• [Instructions for the task] Both the line with "global tracing subscriber." and the line with "let input = CheckInput::from(query.into_inner());" in the records below must appear in the output, along with every line between them, exactly and with nothing added.

##### Records shown

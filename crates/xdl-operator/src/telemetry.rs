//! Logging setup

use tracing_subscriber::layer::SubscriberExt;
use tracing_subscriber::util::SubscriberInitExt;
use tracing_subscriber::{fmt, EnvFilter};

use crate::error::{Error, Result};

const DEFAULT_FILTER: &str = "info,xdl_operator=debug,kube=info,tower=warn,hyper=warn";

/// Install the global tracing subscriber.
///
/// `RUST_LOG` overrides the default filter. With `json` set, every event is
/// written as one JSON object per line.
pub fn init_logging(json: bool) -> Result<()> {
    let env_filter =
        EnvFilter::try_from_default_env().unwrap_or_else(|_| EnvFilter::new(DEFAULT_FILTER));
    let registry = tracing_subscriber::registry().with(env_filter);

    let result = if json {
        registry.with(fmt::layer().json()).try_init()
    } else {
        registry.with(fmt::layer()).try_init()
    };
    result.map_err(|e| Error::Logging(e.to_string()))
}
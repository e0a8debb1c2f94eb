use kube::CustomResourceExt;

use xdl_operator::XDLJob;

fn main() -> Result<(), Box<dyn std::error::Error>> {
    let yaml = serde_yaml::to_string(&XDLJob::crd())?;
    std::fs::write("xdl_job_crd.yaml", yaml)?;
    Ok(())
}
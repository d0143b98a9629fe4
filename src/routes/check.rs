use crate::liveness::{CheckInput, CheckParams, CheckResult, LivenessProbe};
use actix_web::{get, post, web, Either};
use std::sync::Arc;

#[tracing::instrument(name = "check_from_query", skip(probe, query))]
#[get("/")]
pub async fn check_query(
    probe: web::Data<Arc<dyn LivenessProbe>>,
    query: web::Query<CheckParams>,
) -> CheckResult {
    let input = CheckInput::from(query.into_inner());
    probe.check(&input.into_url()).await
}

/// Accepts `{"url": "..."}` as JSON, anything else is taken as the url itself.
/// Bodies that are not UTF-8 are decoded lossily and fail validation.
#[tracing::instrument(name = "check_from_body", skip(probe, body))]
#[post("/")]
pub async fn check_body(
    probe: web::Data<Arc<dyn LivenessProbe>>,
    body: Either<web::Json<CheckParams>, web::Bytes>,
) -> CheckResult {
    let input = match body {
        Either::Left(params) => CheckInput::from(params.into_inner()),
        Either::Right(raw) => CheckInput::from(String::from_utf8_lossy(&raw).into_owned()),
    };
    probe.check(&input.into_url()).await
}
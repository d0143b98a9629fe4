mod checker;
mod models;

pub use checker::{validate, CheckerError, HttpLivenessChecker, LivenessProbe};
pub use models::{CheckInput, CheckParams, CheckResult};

##########

• [Written response]
/// Install the global tracing subscriber.
///
/// `RUST_LOG` overrides the default filter. With `json` set, every event is
/// written as one JSON object per line.
pub fn init_logging(json: bool) -> Result<()> {
    let env_filter =
        EnvFilter::try_from_default_env().unwrap_or_else(|_| EnvFilter::new(DEFAULT_FILTER));
    let registry = tracing_subscriber::registry().with(env_filter);

    let result = if json {
        registry.with(fmt::layer().json()).try_init()
    } else {
        registry.with(fmt::layer()).try_init()
    };
    result.map_err(|e| Error::Logging(e.to_string()))
}
repository e0a8debb1c2f94eb
use kube::CustomResourceExt;

use xdl_operator::XDLJob;

fn main() -> Result<(), Box<dyn std::error::Error>> {
    let yaml = serde_yaml::to_string(&XDLJob::crd())?;
    std::fs::write("xdl_job_crd.yaml", yaml)?;
    Ok(())
}
repository d0143b98a9629fe4
filename src/routes/check.rs
use crate::liveness::{CheckInput, CheckParams, CheckResult, LivenessProbe};
use actix_web::{get, post, web, Either};
use std::sync::Arc;

#[tracing::instrument(name = "check_from_query", skip(probe, query))]
#[get("/")]
pub async fn check_query(
    probe: web::Data<Arc<dyn LivenessProbe>>,
    query: web::Query<CheckParams>,
) -> CheckResult {
    let input = CheckInput::from(query.into_inner());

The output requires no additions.